Perhaps I will someday. Meanwhile as I have been composing this post in my head for the last 36 hours, Gallardo has won two games in two days - and he is in the starting rotation! Tonight he pitched 6 2/3 innings and got a W. I've always though a Pitcher should get an extra W (at least) when he gets a GWRBI. Yep, last night Gallardo, a former Silver Slugger winner, came into the game as a pinch hitter in the bottom of the 10th and delivered a walk-off Double. Topps had better keep it's act together and deliver me a classic Baseball Card of that next year. Or more than one.
At some point last summer that card led me to finally use this Internet deal to look into that image from the 1975 wrapper. I was hoping maybe someone had sleuthed out who drew it up for Topps. Instead, I found this:
Mets Card of the Week: 1975 Hank Webb box
which is a nice succinct write up of this image:
This is not something I could remember from 1975. When I saw those boxes of cards, ole Hank was likely already ripped off the top of the box, or tucked out of the way to make room for some other box of candy that generally surrounded Baseball Cards back then.
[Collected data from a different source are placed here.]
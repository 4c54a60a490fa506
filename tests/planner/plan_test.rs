use trellis::cache::{MemoryCache, NoopCache};
use trellis::config::SchemaConfig;
use trellis::entity::{AggregateFn, Aggregation, IntentType, Ordering, QueryIntent};
use trellis::graph::SchemaGraph;
use trellis::planner::{
    columns_from_entities, sql_with_cache, PlanBuilder, PlanError, SqlColumn,
};

fn fund_graph() -> SchemaGraph {
    let json = r#"{
        "tables": {
            "funds": {
                "primary_key": "id",
                "columns": {
                    "id": {"data_type": "bigint"},
                    "name": {"data_type": "varchar(128)"},
                    "total_aum": {"data_type": "decimal(18,2)"}
                }
            },
            "holdings": {
                "primary_key": "id",
                "columns": {
                    "id": {"data_type": "bigint"},
                    "fund_id": {"data_type": "bigint"},
                    "market_value": {"data_type": "decimal(18,2)"},
                    "sector": {"data_type": "varchar(64)"}
                }
            }
        },
        "relationships": [
            {
                "from_table": "funds",
                "from_column": "id",
                "to_table": "holdings",
                "to_column": "fund_id",
                "relationship": "one-to-many"
            }
        ]
    }"#;
    let config = SchemaConfig::from_json(json).unwrap();
    SchemaGraph::build_from_schema(&config).unwrap()
}

#[test]
fn test_plain_list_query_never_gets_a_cte() {
    let graph = fund_graph();
    let plan = PlanBuilder::new(&graph)
        .primary_table("funds")
        .columns(vec![
            SqlColumn::plain("funds", "name"),
            SqlColumn::plain("funds", "total_aum"),
        ])
        .intent(IntentType::List)
        .build()
        .unwrap();

    assert!(!plan.uses_cte);
    let sql = plan.to_sql();
    assert!(!sql.contains("WITH"));
    assert!(sql.contains("funds.name"));
    assert!(sql.contains("FROM funds"));
    assert!(!sql.contains("GROUP BY"));
}

#[test]
fn test_top_n_with_aggregation_wraps_in_cte() {
    let graph = fund_graph();
    let path = graph.find_shortest_path("funds", "holdings").unwrap();
    let plan = PlanBuilder::new(&graph)
        .primary_table("funds")
        .columns(vec![
            SqlColumn::plain("funds", "name"),
            SqlColumn::aggregated("holdings", "market_value", AggregateFn::Sum),
        ])
        .join_path(path)
        .order_by(vec![Ordering {
            column: "market_value".into(),
            descending: true,
        }])
        .limit(10)
        .intent(IntentType::TopN)
        .build()
        .unwrap();

    assert!(plan.uses_cte);
    let sql = plan.to_sql();
    assert_eq!(sql.matches("WITH").count(), 1);
    assert!(sql.contains("aggregated AS ("));
    assert!(sql.contains("SUM(holdings.market_value) AS sum_market_value"));
    assert!(sql.contains("JOIN holdings ON funds.id = holdings.fund_id"));
    assert!(sql.contains("GROUP BY funds.name"));
    assert!(sql.contains("FROM aggregated"));
    assert!(sql.contains("ORDER BY sum_market_value DESC"));
    assert!(sql.contains("LIMIT 10"));

    // The WITH clause precedes the outer SELECT
    assert!(sql.find("WITH").unwrap() < sql.rfind("SELECT").unwrap());
}

#[test]
fn test_aggregate_dependent_filter_triggers_cte() {
    let graph = fund_graph();
    let path = graph.find_shortest_path("funds", "holdings").unwrap();
    let plan = PlanBuilder::new(&graph)
        .primary_table("funds")
        .columns(vec![
            SqlColumn::plain("funds", "name"),
            SqlColumn::aggregated("holdings", "market_value", AggregateFn::Sum),
        ])
        .join_path(path)
        .predicates(vec![
            "holdings.sector = 'equity'".into(),
            "sum_market_value > 100000000".into(),
        ])
        .intent(IntentType::Aggregate)
        .build()
        .unwrap();

    assert!(plan.uses_cte);
    let sql = plan.to_sql();

    // Plain filter stays inside the CTE, aggregate filter moves outside it
    let cte_end = sql.find("FROM aggregated").unwrap();
    let plain = sql.find("holdings.sector = 'equity'").unwrap();
    let aggregate = sql.find("sum_market_value > 100000000").unwrap();
    assert!(plain < cte_end);
    assert!(aggregate > cte_end);
}

#[test]
fn test_aggregation_without_ranking_or_aggregate_filter_stays_flat() {
    let graph = fund_graph();
    let path = graph.find_shortest_path("funds", "holdings").unwrap();
    let plan = PlanBuilder::new(&graph)
        .primary_table("funds")
        .columns(vec![
            SqlColumn::plain("funds", "name"),
            SqlColumn::aggregated("holdings", "market_value", AggregateFn::Sum),
        ])
        .join_path(path)
        .predicates(vec!["holdings.sector = 'equity'".into()])
        .intent(IntentType::Aggregate)
        .build()
        .unwrap();

    assert!(!plan.uses_cte);
    let sql = plan.to_sql();
    assert!(!sql.contains("WITH"));
    assert!(sql.contains("GROUP BY funds.name"));
    assert!(sql.contains("WHERE holdings.sector = 'equity'"));
}

#[test]
fn test_predicates_are_and_joined() {
    let graph = fund_graph();
    let plan = PlanBuilder::new(&graph)
        .primary_table("holdings")
        .columns(vec![SqlColumn::plain("holdings", "market_value")])
        .predicates(vec![
            "holdings.sector = 'equity'".into(),
            "holdings.market_value > 1500".into(),
        ])
        .build()
        .unwrap();

    let sql = plan.to_sql();
    assert!(sql
        .contains("WHERE holdings.sector = 'equity' AND holdings.market_value > 1500"));
}

#[test]
fn test_missing_primary_table_is_an_error() {
    let graph = fund_graph();
    let err = PlanBuilder::new(&graph)
        .columns(vec![SqlColumn::plain("funds", "name")])
        .build()
        .unwrap_err();
    assert_eq!(err, PlanError::MissingPrimaryTable);
}

#[test]
fn test_unknown_primary_table_is_an_error() {
    let graph = fund_graph();
    let err = PlanBuilder::new(&graph)
        .primary_table("positions")
        .columns(vec![SqlColumn::plain("positions", "id")])
        .build()
        .unwrap_err();
    assert_eq!(err, PlanError::UnknownTable("positions".into()));
}

#[test]
fn test_cte_name_collision_is_an_error() {
    let graph = fund_graph();
    let err = PlanBuilder::new(&graph)
        .primary_table("funds")
        .columns(vec![
            SqlColumn::plain("funds", "name"),
            SqlColumn::aggregated("holdings", "market_value", AggregateFn::Sum),
        ])
        .limit(5)
        .intent(IntentType::TopN)
        .cte_name("holdings")
        .build()
        .unwrap_err();
    assert_eq!(err, PlanError::CteNameCollision("holdings".into()));
}

#[test]
fn test_sql_with_cache_round_trip() {
    let graph = fund_graph();
    let cache = MemoryCache::new();

    let build = || {
        PlanBuilder::new(&graph)
            .primary_table("funds")
            .columns(vec![SqlColumn::plain("funds", "name")])
            .limit(5)
    };

    let first = sql_with_cache(&cache, build()).unwrap();
    assert_eq!(cache.len(), 1);
    let second = sql_with_cache(&cache, build()).unwrap();
    assert_eq!(first, second);
    assert_eq!(cache.len(), 1);

    // A noop cache never stores, but planning still succeeds
    let uncached = sql_with_cache(&NoopCache, build()).unwrap();
    assert_eq!(uncached, first);
}

#[test]
fn test_columns_from_entities_prefers_optimal_source() {
    use trellis::entity::{EnrichedEntity, EntityType};

    let entities = vec![
        EnrichedEntity {
            text: "value".into(),
            entity_type: EntityType::Column,
            table: Some("legacy_positions".into()),
            column: Some("value".into()),
            value: None,
            confidence: 0.8,
            priority: 1,
            optimal_source: false,
            provenance: Some("legacy feed".into()),
        },
        EnrichedEntity {
            text: "value".into(),
            entity_type: EntityType::Column,
            table: Some("holdings".into()),
            column: Some("market_value".into()),
            value: None,
            confidence: 0.7,
            priority: 0,
            optimal_source: true,
            provenance: Some("primary feed".into()),
        },
    ];
    let intent = QueryIntent {
        intent_type: IntentType::Aggregate,
        aggregations: vec![Aggregation {
            function: AggregateFn::Sum,
            column: "market_value".into(),
            alias: None,
        }],
        filters: vec![],
        order_by: vec![],
        limit: None,
    };

    let columns = columns_from_entities(&entities, &intent);
    // Optimal source is ranked first, and the aggregation attaches to it
    assert_eq!(columns[0].table, "holdings");
    assert_eq!(columns[0].column, "market_value");
    assert_eq!(columns[0].aggregate, Some(AggregateFn::Sum));
}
So the wrapper image starting out as a real photo never clicked for me until I stumbled across that blog post.
Of course in the 21st Century, Hank Webb's life story is just a few clicks away, and as it turned out 1975 was a very good year for Hank Webb as he cracked the Mets rotation for 15 starts and went 7-6 in the process.
And like the superstars on the wrappers and boxes today, Webb also has a card in the set he fronted for every single other card:
I'm pretty sure I have this card, as I can recall most of the cards of the Big Red Machine that rolled over my various Pittsburgh Pirate rookies, and I always seemed to pull cursed Reds cards.
This was actually his second appearance on a multi-player Rookie Card, which happened in the 60s and 70s but compared to young players today, well, whatever. The Mets360 blog has more on Hank here.
Also on that blog I learned that my Baseball-Card-wrapper-introduction-to-a-lifelong-fascination-with Art has a son.
Do I mean this one?
No, that is a topic of a future blog post some wonderful rainy day when I can finish ripping that box and starting in on collating that neat set of real cardboard Baseball Cards. But that wrapper definitely owes a little something to 1975 Topps. And some to 1977. And 1976.
It turns out that actual player on the 1975 wrapper that will eventually hang on my wall has a son that is pitching in the Major Leagues today, currently doing fairly well in the bullpen with Baltimore. And sure enough, I have his baseball card:
Whaddyaknow, it's a post release In Action shot of a right hander complete with leg-kick. Nice! This is a pretty good card, though it suffers from the usual practice of the current Topps Baseball Card set editor, who frequently has no concern for slicing off bits and pieces of the ball player with the card margin - that always looks sloppy to me in an age when any image can be manipulated quite easily.
[And really Topps, out of all the subset / inserts ideas you keep reusing for better or worse, bring back the Father & Son cards already. I think a whole lot of collectors would like that.]
Even so, the 2012 Webb card is another nice piece of Art. Art is more enjoyable with Context, and I have sure discovered a lot of that for 2012 Topps Update #US253. The Art elements I like are the banding of the infield grass and dirt, the sense of paused, just-completed motion, but with imminent activity as the ball reaches the plate, and the blurry empty seats in the background. That latter element is not a standard sign of quality Art, just a photo feature I always like on Baseball Cards.
Because as I mentioned above, that is what matters when it comes to Art and Baseball Cards. They are your Baseball Cards. You decide which ones = Art.